An hour show has to fit in an hour
Actually, a network hour is
less than 50 minutes, with commercial breaks, though pay cable may
be longer, and syndicated hours are shorter. Usually, scripts for
drama series are around 60 pages, though a fast-talking show like
The West Wing sometimes went to 70 pages. On networks that
break shows (for example
Lost) into five acts plus a teaser,
writers are stuck with reduced screen time, and find themselves with
eight page acts and scripts coming in around 48 pages. Each script
is timed before production, and if it runs long (despite the page
count), the writer needs to know what to trim in dialogue or which
action to ellipse; if it runs short, where a new beat could add
depth or a twist, not padding. And you need the craft to get it
revised overnight, which leads to the next rule:
Series deadlines are for real
Your show is on
every week, and that means there's no waiting for your muse, no
honing the fine art of writing-avoidance, no allowing angst to delay
handing in your draft. If you can't make the deadline, the
show-runner has to turn over your work to another writer.
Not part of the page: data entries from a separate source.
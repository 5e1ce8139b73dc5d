//! On-chain feature provider backed by an analytics warehouse view.

use std::time::Duration;

use chrono::{DateTime, Utc};
use serde_json::Value;

use crate::envcfg;

/// Features are discarded when their `asof_ts` is older than this.
const MAX_FEATURE_AGE_MIN: i64 = 90;

const RETRY_DELAYS_S: [u64; 3] = [5, 15, 30];

#[derive(Debug, Clone)]
pub struct OnchainFeature {
    pub active_addr_pctl: f64,
    pub growth_ratio: f64,
    pub top10_share: f64,
    pub self_loop_ratio: f64,
    pub asof_ts: DateTime<Utc>,
    pub window_min: u32,
}

enum Backend {
    /// Warehouse endpoint queried with `(chain, address, window_minutes)`.
    Http {
        http: reqwest::Client,
        url: String,
        view: String,
    },
    /// No warehouse configured; every fetch yields nothing.
    Off,
    /// Fixed response for tests.
    Mock(Option<OnchainFeature>),
}

pub struct OnchainProvider {
    backend: Backend,
}

impl OnchainProvider {
    /// Requires `ONCHAIN_WAREHOUSE_URL` and `ONCHAIN_FEATURES_VIEW`
    /// (`<project>.<dataset>.<view>`); absent either, the provider is off.
    pub fn from_env() -> OnchainProvider {
        let url = envcfg::env_opt("ONCHAIN_WAREHOUSE_URL");
        let view = envcfg::env_opt("ONCHAIN_FEATURES_VIEW");
        let backend = match (url, view) {
            (Some(url), Some(view)) => Backend::Http {
                http: super::http_client(Duration::from_secs(
                    envcfg::env_u64("ONCHAIN_TIMEOUT_S", 30),
                )),
                url,
                view,
            },
            _ => {
                tracing::warn!(stage = "onchain.features", reason = "not_configured");
                Backend::Off
            }
        };
        OnchainProvider { backend }
    }

    pub fn mock(feature: Option<OnchainFeature>) -> OnchainProvider {
        OnchainProvider {
            backend: Backend::Mock(feature),
        }
    }

    pub fn is_configured(&self) -> bool {
        !matches!(self.backend, Backend::Off)
    }

    /// Fetch one feature row, retrying 5/15/30 s on failure. Stale rows
    /// (older than 90 minutes) are discarded.
    pub async fn fetch(&self, chain: &str, address: &str, window_min: u32) -> Option<OnchainFeature> {
        match &self.backend {
            Backend::Off => None,
            Backend::Mock(feature) => feature.clone().filter(|f| f.window_min == window_min),
            Backend::Http { http, url, view } => {
                for (attempt, delay) in RETRY_DELAYS_S.iter().enumerate() {
                    match self.query(http, url, view, chain, address, window_min).await {
                        Ok(row) => return self.check_freshness(chain, address, row),
                        Err(e) => {
                            tracing::warn!(
                                stage = "onchain.features.retry",
                                attempt = attempt + 1,
                                error = %e,
                            );
                            if attempt + 1 < RETRY_DELAYS_S.len() {
                                tokio::time::sleep(Duration::from_secs(*delay)).await;
                            }
                        }
                    }
                }
                None
            }
        }
    }

    async fn query(
        &self,
        http: &reqwest::Client,
        url: &str,
        view: &str,
        chain: &str,
        address: &str,
        window_min: u32,
    ) -> anyhow::Result<Option<OnchainFeature>> {
        let body = serde_json::json!({
            "view": view,
            "chain": chain,
            "address": address,
            "window_minutes": window_min,
        });
        let resp = http.post(url).json(&body).send().await?.error_for_status()?;
        let data: Value = resp.json().await?;

        let row = match data.get("data") {
            Some(Value::Array(rows)) => rows.first().cloned(),
            Some(Value::Object(_)) => data.get("data").cloned(),
            _ => None,
        };
        let Some(row) = row else {
            return Ok(None);
        };

        let num = |key: &str| row.get(key).and_then(|v| v.as_f64()).unwrap_or(0.0);
        let asof_ts = row
            .get("asof_ts")
            .and_then(|v| v.as_str())
            .and_then(crate::store::parse_ts)
            .ok_or_else(|| anyhow::anyhow!("missing asof_ts"))?;

        Ok(Some(OnchainFeature {
            active_addr_pctl: num("active_addr_pctl"),
            growth_ratio: num("growth_ratio"),
            top10_share: num("top10_share"),
            self_loop_ratio: num("self_loop_ratio"),
            asof_ts,
            window_min,
        }))
    }

    fn check_freshness(
        &self,
        chain: &str,
        address: &str,
        row: Option<OnchainFeature>,
    ) -> Option<OnchainFeature> {
        let feature = row?;
        let age = Utc::now() - feature.asof_ts;
        if age > chrono::Duration::minutes(MAX_FEATURE_AGE_MIN) {
            tracing::warn!(
                stage = "onchain.features.stale",
                chain = %chain,
                address = %address,
                asof_ts = %feature.asof_ts,
            );
            return None;
        }
        Some(feature)
    }
}
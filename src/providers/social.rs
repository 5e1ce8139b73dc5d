//! Social post sources.
//!
//! Closed backend set (`graphql | api | apify | off | mock`) behind one
//! trait, plus a `MultiSource` wrapper that walks an ordered backend list
//! and falls through on error.

use std::time::Duration;

use async_trait::async_trait;
use serde::{Deserialize, Serialize};
use serde_json::Value;

use super::ProviderError;
use crate::envcfg;

#[derive(Debug, Clone, Serialize, Deserialize)]
pub struct RawTweet {
    pub id: String,
    pub author: String,
    pub text: String,
    pub created_at: String,
    pub urls: Vec<String>,
}

#[derive(Debug, Clone, Serialize)]
pub struct Profile {
    pub handle: String,
    pub avatar_url: String,
    pub ts: String,
}

#[async_trait]
pub trait SocialSource: Send + Sync {
    fn name(&self) -> &'static str;

    async fn fetch_user_tweets(
        &self,
        handle: &str,
        since_id: Option<&str>,
        limit: usize,
    ) -> Result<Vec<RawTweet>, ProviderError>;

    async fn fetch_user_profile(&self, handle: &str) -> Result<Option<Profile>, ProviderError>;
}

// ── Backend selection ───────────────────────────────────────────────

#[derive(Debug, Clone, Copy, PartialEq, Eq)]
pub enum XBackend {
    Graphql,
    Api,
    Apify,
    Off,
    Mock,
}

impl XBackend {
    pub fn parse(s: &str) -> Option<XBackend> {
        match s.trim().to_lowercase().as_str() {
            "graphql" => Some(XBackend::Graphql),
            "api" => Some(XBackend::Api),
            "apify" => Some(XBackend::Apify),
            "off" => Some(XBackend::Off),
            "mock" => Some(XBackend::Mock),
            _ => None,
        }
    }

    pub fn build(self) -> Box<dyn SocialSource> {
        match self {
            XBackend::Graphql => Box::new(GraphqlSource::from_env()),
            XBackend::Api => Box::new(StubSource { name: "api" }),
            XBackend::Apify => Box::new(StubSource { name: "apify" }),
            XBackend::Off => Box::new(OffSource),
            XBackend::Mock => Box::new(MockSource),
        }
    }
}

// ── GraphQL backend ─────────────────────────────────────────────────

pub struct GraphqlSource {
    http: reqwest::Client,
    base_url: String,
    auth_token: Option<String>,
    ct0: Option<String>,
    q_user: String,
    q_tweets: String,
}

impl GraphqlSource {
    pub fn from_env() -> GraphqlSource {
        let timeout = envcfg::env_u64("X_REQUEST_TIMEOUT", 10);
        GraphqlSource {
            http: super::http_client(Duration::from_secs(timeout)),
            base_url: envcfg::env_str("X_GRAPHQL_BASE_URL", "https://api.twitter.com/graphql"),
            auth_token: envcfg::env_opt("X_GRAPHQL_AUTH_TOKEN"),
            ct0: envcfg::env_opt("X_GRAPHQL_CT0"),
            q_user: envcfg::env_str("X_GRAPHQL_USER_QUERY_ID", "UserByScreenName"),
            q_tweets: envcfg::env_str("X_GRAPHQL_TWEETS_QUERY_ID", "UserTweets"),
        }
    }

    async fn post(&self, op: &str, variables: Value) -> Result<Value, ProviderError> {
        let (Some(token), Some(ct0)) = (&self.auth_token, &self.ct0) else {
            return Err(ProviderError::Provider("missing credentials".to_string()));
        };
        let resp = self
            .http
            .post(format!("{}/{op}", self.base_url))
            .bearer_auth(token)
            .header("x-csrf-token", ct0)
            .header("Cookie", format!("ct0={ct0}"))
            .json(&serde_json::json!({ "variables": variables }))
            .send()
            .await
            .map_err(|e| ProviderError::from_reqwest(&e))?;

        let status = resp.status().as_u16();
        if !(200..300).contains(&status) {
            return Err(ProviderError::from_status(status));
        }
        resp.json::<Value>()
            .await
            .map_err(|e| ProviderError::Unknown(e.to_string()))
    }
}

#[async_trait]
impl SocialSource for GraphqlSource {
    fn name(&self) -> &'static str {
        "graphql"
    }

    async fn fetch_user_tweets(
        &self,
        handle: &str,
        since_id: Option<&str>,
        limit: usize,
    ) -> Result<Vec<RawTweet>, ProviderError> {
        if self.auth_token.is_none() || self.ct0.is_none() {
            tracing::warn!(stage = "x.fetch.degrade", backend = "graphql", reason = "missing_credentials");
            return Ok(Vec::new());
        }

        tracing::debug!(stage = "x.fetch.request", backend = "graphql", handle = %handle, since_id = since_id);

        let user = self
            .post(&self.q_user, serde_json::json!({ "screen_name": handle }))
            .await?;
        let Some(user_id) = user
            .pointer("/data/user/result/rest_id")
            .and_then(|v| v.as_str())
        else {
            tracing::warn!(stage = "x.fetch.error", backend = "graphql", error = "user_id_not_found", handle = %handle);
            return Ok(Vec::new());
        };

        let timeline = self
            .post(
                &self.q_tweets,
                serde_json::json!({
                    "userId": user_id,
                    "count": limit,
                    "withVoice": false,
                    "withV2Timeline": true,
                }),
            )
            .await?;

        let instructions = timeline
            .pointer("/data/user/result/timeline_v2/timeline/instructions")
            .and_then(|v| v.as_array())
            .cloned()
            .unwrap_or_default();

        let mut out = Vec::new();
        for ins in &instructions {
            for entry in ins.get("entries").and_then(|v| v.as_array()).into_iter().flatten() {
                let content = entry.get("content");
                let item = content
                    .and_then(|c| c.get("itemContent").or_else(|| c.get("content")));
                let result = item
                    .and_then(|i| i.pointer("/tweet_results/result"));
                let Some(legacy) = result.and_then(|r| r.get("legacy")) else {
                    continue;
                };

                let tid = result
                    .and_then(|r| r.get("rest_id"))
                    .or_else(|| legacy.get("id_str"))
                    .and_then(|v| v.as_str());
                let text = legacy
                    .get("full_text")
                    .or_else(|| legacy.get("text"))
                    .and_then(|v| v.as_str())
                    .unwrap_or_default();
                if tid.is_none() || text.is_empty() {
                    continue;
                }

                let urls = legacy
                    .pointer("/entities/urls")
                    .and_then(|v| v.as_array())
                    .map(|arr| {
                        arr.iter()
                            .filter_map(|u| {
                                u.get("expanded_url")
                                    .or_else(|| u.get("url"))
                                    .and_then(|v| v.as_str())
                                    .map(String::from)
                            })
                            .collect()
                    })
                    .unwrap_or_default();

                out.push(RawTweet {
                    id: tid.unwrap().to_string(),
                    author: handle.to_string(),
                    text: text.to_string(),
                    created_at: legacy
                        .get("created_at")
                        .and_then(|v| v.as_str())
                        .unwrap_or_default()
                        .to_string(),
                    urls,
                });
            }
        }

        tracing::info!(stage = "x.fetch.success", backend = "graphql", count = out.len(), handle = %handle);
        Ok(out)
    }

    async fn fetch_user_profile(&self, handle: &str) -> Result<Option<Profile>, ProviderError> {
        if self.auth_token.is_none() || self.ct0.is_none() {
            tracing::warn!(stage = "x.avatar.error", error = "missing credentials", handle = %handle);
            return Ok(None);
        }
        let user = self
            .post(&self.q_user, serde_json::json!({ "screen_name": handle }))
            .await?;
        let avatar = user
            .pointer("/data/user/result/legacy/profile_image_url_https")
            .and_then(|v| v.as_str());
        Ok(avatar.map(|url| Profile {
            handle: handle.to_string(),
            avatar_url: url.to_string(),
            ts: crate::store::now_ts(),
        }))
    }
}

// ── Stub / off / mock backends ──────────────────────────────────────

/// Declared-but-unimplemented backends error so MultiSource falls through.
struct StubSource {
    name: &'static str,
}

#[async_trait]
impl SocialSource for StubSource {
    fn name(&self) -> &'static str {
        self.name
    }

    async fn fetch_user_tweets(
        &self,
        _handle: &str,
        _since_id: Option<&str>,
        _limit: usize,
    ) -> Result<Vec<RawTweet>, ProviderError> {
        Err(ProviderError::Provider(format!(
            "{} backend not implemented",
            self.name
        )))
    }

    async fn fetch_user_profile(&self, _handle: &str) -> Result<Option<Profile>, ProviderError> {
        Err(ProviderError::Provider(format!(
            "{} backend not implemented",
            self.name
        )))
    }
}

struct OffSource;

#[async_trait]
impl SocialSource for OffSource {
    fn name(&self) -> &'static str {
        "off"
    }

    async fn fetch_user_tweets(
        &self,
        _handle: &str,
        _since_id: Option<&str>,
        _limit: usize,
    ) -> Result<Vec<RawTweet>, ProviderError> {
        tracing::debug!(stage = "x.fetch.degrade", backend = "off", reason = "backend_disabled");
        Ok(Vec::new())
    }

    async fn fetch_user_profile(&self, _handle: &str) -> Result<Option<Profile>, ProviderError> {
        Ok(None)
    }
}

/// Deterministic fixtures keyed per handle so cross-handle dedup never
/// collides in tests.
pub struct MockSource;

fn handle_suffix(handle: &str) -> u32 {
    handle.bytes().fold(0u32, |acc, b| acc.wrapping_mul(31).wrapping_add(b as u32)) % 10_000
}

#[async_trait]
impl SocialSource for MockSource {
    fn name(&self) -> &'static str {
        "mock"
    }

    async fn fetch_user_tweets(
        &self,
        handle: &str,
        since_id: Option<&str>,
        _limit: usize,
    ) -> Result<Vec<RawTweet>, ProviderError> {
        let suffix = handle_suffix(handle);
        let now = chrono::Utc::now();
        let iso = |mins: i64| {
            crate::store::to_ts(now - chrono::Duration::minutes(mins))
        };

        let tweets = vec![
            RawTweet {
                id: format!("1234567890123456789{suffix}"),
                author: handle.to_string(),
                text: "$PEPE is pumping! Contract: 0x6982508145454ce325ddbe47a25d4ec3d2311933"
                    .to_string(),
                created_at: iso(1),
                urls: vec!["https://x.com/status/1234567890123456789".to_string()],
            },
            RawTweet {
                id: format!("1234567890123456788{suffix}"),
                author: handle.to_string(),
                text: "Just bought more $BTC and $ETH".to_string(),
                created_at: iso(3),
                urls: Vec::new(),
            },
            RawTweet {
                id: format!("1234567890123456787{suffix}"),
                author: handle.to_string(),
                text: "Check out this new token $MEME".to_string(),
                created_at: iso(5),
                urls: vec!["https://t.co/abc123".to_string()],
            },
        ];

        // Incremental fetches only return tweets past the cursor.
        let filtered = match since_id.and_then(|s| s.parse::<u128>().ok()) {
            Some(cursor) => tweets
                .into_iter()
                .filter(|t| t.id.parse::<u128>().map(|id| id > cursor).unwrap_or(true))
                .collect(),
            None => tweets,
        };
        Ok(filtered)
    }

    async fn fetch_user_profile(&self, handle: &str) -> Result<Option<Profile>, ProviderError> {
        Ok(Some(Profile {
            handle: handle.to_string(),
            avatar_url: format!("https://img.x.local/{handle}.png"),
            ts: crate::store::now_ts(),
        }))
    }
}

// ── MultiSource ─────────────────────────────────────────────────────

/// Ordered fall-through over backends: an error moves to the next backend,
/// exhaustion returns empty and logs the degrade.
pub struct MultiSource {
    tweets_chain: Vec<Box<dyn SocialSource>>,
    profile_chain: Vec<Box<dyn SocialSource>>,
}

fn parse_chain(spec: &str) -> Vec<Box<dyn SocialSource>> {
    spec.split(',')
        .filter_map(XBackend::parse)
        .map(XBackend::build)
        .collect()
}

impl MultiSource {
    /// Backend lists come from `X_BACKENDS` with per-operation overrides
    /// `X_BACKENDS_TWEETS` / `X_BACKENDS_PROFILE`.
    pub fn from_env() -> MultiSource {
        let base = envcfg::env_str("X_BACKENDS", "graphql");
        let tweets = envcfg::env_opt("X_BACKENDS_TWEETS").unwrap_or_else(|| base.clone());
        let profile = envcfg::env_opt("X_BACKENDS_PROFILE").unwrap_or_else(|| base.clone());
        MultiSource {
            tweets_chain: parse_chain(&tweets),
            profile_chain: parse_chain(&profile),
        }
    }

    pub fn with_backends(backends: Vec<XBackend>) -> MultiSource {
        MultiSource {
            tweets_chain: backends.iter().map(|b| b.build()).collect(),
            profile_chain: backends.iter().map(|b| b.build()).collect(),
        }
    }

    pub async fn fetch_user_tweets(
        &self,
        handle: &str,
        since_id: Option<&str>,
        limit: usize,
    ) -> Vec<RawTweet> {
        for source in &self.tweets_chain {
            match source.fetch_user_tweets(handle, since_id, limit).await {
                Ok(tweets) => return tweets,
                Err(e) => {
                    tracing::warn!(
                        stage = "x.fetch.fallback",
                        backend = source.name(),
                        error = %e,
                    );
                }
            }
        }
        tracing::warn!(stage = "x.fetch.degrade", reason = "all_backends_failed", handle = %handle);
        Vec::new()
    }

    pub async fn fetch_user_profile(&self, handle: &str) -> Option<Profile> {
        for source in &self.profile_chain {
            match source.fetch_user_profile(handle).await {
                Ok(profile) => return profile,
                Err(e) => {
                    tracing::warn!(
                        stage = "x.avatar.fallback",
                        backend = source.name(),
                        error = %e,
                    );
                }
            }
        }
        None
    }
}

#[cfg(test)]
mod tests {
    use super::*;

    #[tokio::test]
    async fn multisource_falls_through_to_mock() {
        let ms = MultiSource::with_backends(vec![XBackend::Api, XBackend::Mock]);
        let tweets = ms.fetch_user_tweets("tester", None, 20).await;
        assert_eq!(tweets.len(), 3);
        assert!(tweets[0].text.contains("$PEPE"));
    }

    #[tokio::test]
    async fn mock_cursor_filters_old_tweets() {
        let ms = MultiSource::with_backends(vec![XBackend::Mock]);
        let all = ms.fetch_user_tweets("tester", None, 20).await;
        let max_id = all.iter().map(|t| t.id.parse::<u128>().unwrap()).max().unwrap();
        let newer = ms
            .fetch_user_tweets("tester", Some(&max_id.to_string()), 20)
            .await;
        assert!(newer.is_empty());
    }

    #[tokio::test]
    async fn exhausted_chain_returns_empty() {
        let ms = MultiSource::with_backends(vec![XBackend::Api, XBackend::Apify]);
        let tweets = ms.fetch_user_tweets("tester", None, 20).await;
        assert!(tweets.is_empty());
    }
}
From the time your episode is assigned, you'll probably have
one week to come in with an outline, a few days to revise it, two
weeks to deliver the first draft teleplay, a gap of a couple of days
for notes, then one week to write your second draft - a total of
around six weeks from pitch to second draft (though polishes and
production revisions will add another couple of weeks or so). Maybe
that sounds daunting, but once you're on a staff you're living the
series, and the pace can be exhilarating. You'll hear your words
spoken by the actors, watch the show put together, and see it on
screen quickly too.
It's fun until the nightmare strikes. On a
series, the nightmare is a script that "falls out" at the last
minute. It may happen like this: the story seems to make sense when
it's pitched. The outline comes in with holes, but the staff thinks
it can be made to work. Then they read the first draft and see the
problems aren't solved. It's given to another writer to fix.
Meanwhile the clock is ticking. Pre-production, including sets,
locations, casting have to go ahead if the script is going to shoot
next week. Tick tock. Another draft, and the flaw - maybe an action
the lead character really wouldn't do, or a plot element that
contradicts the episode just before or after, or a forced resolution
that's not credible - now glares out at everyone around the table.
Yet another draft, this time by the supervising producer. Tick tock.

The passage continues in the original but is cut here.